[Collected data]
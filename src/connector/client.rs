//! MQTT Connector Client
//!
//! Keeps a session to one broker alive, subscribes the topics of all
//! active inbound mappings and feeds received messages into the
//! processing pipeline.

use std::collections::BTreeMap;
use std::sync::Arc;
use std::time::Duration;

use bytes::Bytes;
use parking_lot::{Mutex, RwLock};
use serde_json::Value;
use tokio::sync::{mpsc, Semaphore};
use tokio::task::{JoinHandle, JoinSet};
use tokio::time::timeout;
use tracing::{debug, error, info, warn};

use super::transport::{ConnectorError, ConnectorStatus, InboundMessage, Transport, TransportEvent};
use crate::config::ConnectorConfig;
use crate::mapping::{Api, Mapping};
use crate::processor::{Pipeline, ProcessingContext, ProcessingError};
use crate::subscription::{SubscriptionChange, SubscriptionRegistry};

/// Message to send to the connection task
#[derive(Debug)]
enum ConnectorCommand {
    Shutdown,
}

/// Everything the connection task needs, detached from the client
struct Session {
    config: ConnectorConfig,
    transport: Arc<dyn Transport>,
    registry: Arc<SubscriptionRegistry>,
    pipeline: Arc<Pipeline>,
    status: Arc<RwLock<ConnectorStatus>>,
}

/// Connector to a single MQTT broker
pub struct ConnectorClient {
    config: ConnectorConfig,
    transport: Arc<dyn Transport>,
    registry: Arc<SubscriptionRegistry>,
    pipeline: Arc<Pipeline>,
    /// Current connection status
    status: Arc<RwLock<ConnectorStatus>>,
    /// Command channel to the connection task
    command_tx: Mutex<Option<mpsc::Sender<ConnectorCommand>>>,
    task: Mutex<Option<JoinHandle<()>>>,
}

impl ConnectorClient {
    pub fn new(
        config: ConnectorConfig,
        transport: Arc<dyn Transport>,
        pipeline: Arc<Pipeline>,
    ) -> Self {
        Self {
            registry: Arc::new(
                SubscriptionRegistry::new(transport.clone())
                    .with_timeout(config.operation_timeout),
            ),
            status: Arc::new(RwLock::new(ConnectorStatus::Disconnected)),
            command_tx: Mutex::new(None),
            task: Mutex::new(None),
            config,
            transport,
            pipeline,
        }
    }

    pub fn name(&self) -> &str {
        &self.config.name
    }

    pub fn status(&self) -> ConnectorStatus {
        *self.status.read()
    }

    pub fn registry(&self) -> &Arc<SubscriptionRegistry> {
        &self.registry
    }

    /// Mapping count per subscribed topic
    pub fn active_subscriptions(&self) -> BTreeMap<String, usize> {
        self.registry.active_subscriptions()
    }

    /// Spawn the connection task
    pub fn start(&self) -> Result<(), ConnectorError> {
        if !self.config.enabled {
            info!("Connector '{}': Disabled, not starting", self.config.name);
            return Ok(());
        }

        let mut task = self.task.lock();
        if task.as_ref().is_some_and(|t| !t.is_finished()) {
            return Err(ConnectorError::Other(format!(
                "connector '{}' is already running",
                self.config.name
            )));
        }

        let (tx, rx) = mpsc::channel(16);
        *self.command_tx.lock() = Some(tx);

        let session = Session {
            config: self.config.clone(),
            transport: self.transport.clone(),
            registry: self.registry.clone(),
            pipeline: self.pipeline.clone(),
            status: self.status.clone(),
        };
        *task = Some(tokio::spawn(Self::connection_loop(session, rx)));

        info!(
            "Connector '{}': Starting ({})",
            self.config.name,
            self.config.uri()
        );
        Ok(())
    }

    /// Stop the connection task and wait for it to finish
    pub async fn stop(&self) -> Result<(), ConnectorError> {
        let tx = self.command_tx.lock().take();
        if let Some(tx) = tx {
            let _ = tx.send(ConnectorCommand::Shutdown).await;
        }

        let task = self.task.lock().take();
        if let Some(task) = task {
            task.await
                .map_err(|e| ConnectorError::Other(format!("connection task failed: {}", e)))?;
        }

        *self.status.write() = ConnectorStatus::Disconnected;
        info!("Connector '{}': Stopped", self.config.name);
        Ok(())
    }

    /// Publish to the broker within the operation timeout
    pub async fn publish(&self, topic: &str, payload: Bytes, qos: u8) -> Result<(), ConnectorError> {
        if self.status() != ConnectorStatus::Connected {
            return Err(ConnectorError::NotConnected);
        }
        timeout(
            self.config.operation_timeout,
            self.transport.publish(topic, payload, qos, false),
        )
        .await
        .map_err(|_| ConnectorError::Timeout)?
    }

    /// Map a platform event through the outbound mappings and publish the
    /// resulting documents
    pub async fn publish_outbound(&self, api: Api, event: &Value) -> Vec<ProcessingContext> {
        let mut contexts = self.pipeline.draft_outbound(api, event);

        for ctx in &mut contexts {
            let topic = match ctx.resolved_publish_topic.clone() {
                Some(topic) if ctx.errors.is_empty() => topic,
                _ => {
                    self.pipeline.status().record(ctx);
                    continue;
                }
            };
            let qos = ctx.mapping.qos;

            for request in ctx.requests.iter_mut() {
                let payload = match serde_json::to_vec(&request.document) {
                    Ok(payload) => Bytes::from(payload),
                    Err(e) => {
                        request.error = Some(ProcessingError::Publish(e.to_string()));
                        continue;
                    }
                };
                match self.publish(&topic, payload, qos).await {
                    Ok(()) => {
                        debug!(
                            "Connector '{}': Published '{}' for mapping '{}'",
                            self.config.name, topic, ctx.mapping.id
                        );
                        request.response = Some(request.document.clone());
                    }
                    Err(e) => {
                        warn!(
                            "Connector '{}': Publish to '{}' failed: {}",
                            self.config.name, topic, e
                        );
                        request.error = Some(ProcessingError::Publish(e.to_string()));
                    }
                }
            }
            self.pipeline.status().record(ctx);
        }

        contexts
    }

    pub async fn mapping_upserted(&self, mapping: &Mapping) -> SubscriptionChange {
        self.registry.upsert(mapping).await
    }

    pub async fn mapping_deleted(&self, mapping_id: &str) -> SubscriptionChange {
        self.registry.delete(mapping_id).await
    }

    /// Bring broker subscriptions in line with the current store
    pub async fn refresh_subscriptions(&self) -> SubscriptionChange {
        let mappings = self.pipeline.store().inbound_mappings();
        self.registry
            .update_active_subscriptions(&mappings, false)
            .await
    }

    /// Run the connection loop
    async fn connection_loop(session: Session, mut command_rx: mpsc::Receiver<ConnectorCommand>) {
        let base_retry = session.config.reconnect_interval_duration();
        let max_retry = session.config.max_reconnect_interval_duration();
        let mut retry_interval = base_retry;

        loop {
            *session.status.write() = ConnectorStatus::Connecting;
            debug!(
                "Connector '{}': Connecting to {}",
                session.config.name, session.config.address
            );

            match Self::connect_and_run(&session, &mut command_rx, &mut retry_interval).await {
                Ok(()) => {
                    info!("Connector '{}': Disconnected gracefully", session.config.name);
                    *session.status.write() = ConnectorStatus::Disconnected;
                    return;
                }
                Err(ConnectorError::InvalidConfig(msg)) => {
                    error!("Connector '{}': Invalid config: {}", session.config.name, msg);
                    *session.status.write() = ConnectorStatus::Failed;
                    return;
                }
                Err(e) => {
                    error!("Connector '{}': Connection failed: {}", session.config.name, e);
                    *session.status.write() = ConnectorStatus::Backoff;
                    debug!(
                        "Connector '{}': Reconnecting in {:?}",
                        session.config.name, retry_interval
                    );

                    tokio::select! {
                        _ = tokio::time::sleep(retry_interval) => {}
                        cmd = command_rx.recv() => match cmd {
                            Some(ConnectorCommand::Shutdown) | None => {
                                info!("Connector '{}': Shutdown requested", session.config.name);
                                *session.status.write() = ConnectorStatus::Disconnected;
                                return;
                            }
                        }
                    }
                    retry_interval = std::cmp::min(retry_interval * 2, max_retry);
                }
            }
        }
    }

    /// Connect to the broker and run the event loop until the session ends
    async fn connect_and_run(
        session: &Session,
        command_rx: &mut mpsc::Receiver<ConnectorCommand>,
        retry_interval: &mut Duration,
    ) -> Result<(), ConnectorError> {
        let name = &session.config.name;
        let mut events = timeout(
            session.config.connect_timeout_duration(),
            session.transport.connect(),
        )
        .await
        .map_err(|_| ConnectorError::Timeout)??;

        let permits = Arc::new(Semaphore::new(session.pipeline.workers()));
        let mut inflight: JoinSet<()> = JoinSet::new();

        loop {
            tokio::select! {
                cmd = command_rx.recv() => match cmd {
                    Some(ConnectorCommand::Shutdown) | None => {
                        Self::drain(name, &mut inflight).await;
                        session.transport.disconnect().await?;
                        return Ok(());
                    }
                },

                event = events.recv() => match event {
                    Some(TransportEvent::Connected { uri }) => {
                        info!("Connector '{}': Connected to {}", name, uri);
                        let mappings = session.pipeline.store().inbound_mappings();
                        let change = session
                            .registry
                            .update_active_subscriptions(&mappings, true)
                            .await;
                        if !change.failed.is_empty() {
                            warn!(
                                "Connector '{}': {} subscription(s) failed",
                                name,
                                change.failed.len()
                            );
                        }
                        *session.status.write() = ConnectorStatus::Connected;
                        *retry_interval = session.config.reconnect_interval_duration();
                    }
                    Some(TransportEvent::Message(message)) => {
                        let permits = permits.clone();
                        let pipeline = session.pipeline.clone();
                        inflight.spawn(async move {
                            let Ok(_permit) = permits.acquire_owned().await else {
                                return;
                            };
                            Self::handle_message(pipeline, message).await;
                        });
                    }
                    Some(TransportEvent::Disconnected { code, reason }) => {
                        warn!(
                            "Connector '{}': Disconnected (code {:?}): {}",
                            name, code, reason
                        );
                        *session.status.write() = ConnectorStatus::Disconnected;
                        Self::drain(name, &mut inflight).await;
                        return Err(ConnectorError::ConnectionLost(reason));
                    }
                    Some(TransportEvent::Error(e)) => {
                        warn!("Connector '{}': Transport error: {}", name, e);
                    }
                    None => {
                        Self::drain(name, &mut inflight).await;
                        return Err(ConnectorError::ConnectionLost(
                            "event stream closed".to_string(),
                        ));
                    }
                },

                Some(joined) = inflight.join_next(), if !inflight.is_empty() => {
                    if let Err(e) = joined {
                        error!("Connector '{}': Message task failed: {}", name, e);
                    }
                }
            }
        }
    }

    /// Wait for every in-flight message to finish its dispatch
    async fn drain(name: &str, inflight: &mut JoinSet<()>) {
        if !inflight.is_empty() {
            debug!(
                "Connector '{}': Waiting for {} in-flight message(s)",
                name,
                inflight.len()
            );
        }
        while let Some(joined) = inflight.join_next().await {
            if let Err(e) = joined {
                error!("Connector '{}': Message task failed: {}", name, e);
            }
        }
    }

    /// Process one broker message and acknowledge it once dispatch is done
    async fn handle_message(pipeline: Arc<Pipeline>, mut message: InboundMessage) {
        debug!(
            "Received {} bytes on '{}' (qos {}, retain {})",
            message.payload.len(),
            message.topic,
            message.qos,
            message.retain
        );
        let contexts = pipeline
            .handle_message(&message.topic, message.payload.clone(), message.qos)
            .await;
        let failed = contexts.iter().filter(|c| c.has_errors()).count();
        if failed > 0 {
            debug!(
                "Message on '{}': {} of {} mapping(s) reported errors",
                message.topic,
                failed,
                contexts.len()
            );
        }
        message.ack();
    }
}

What the exercise asks: The answer must be every line of the records above that holds the word "ProcessingContext".

Solved exercise:
use crate::processor::{Pipeline, ProcessingContext, ProcessingError};
    pub async fn publish_outbound(&self, api: Api, event: &Value) -> Vec<ProcessingContext> {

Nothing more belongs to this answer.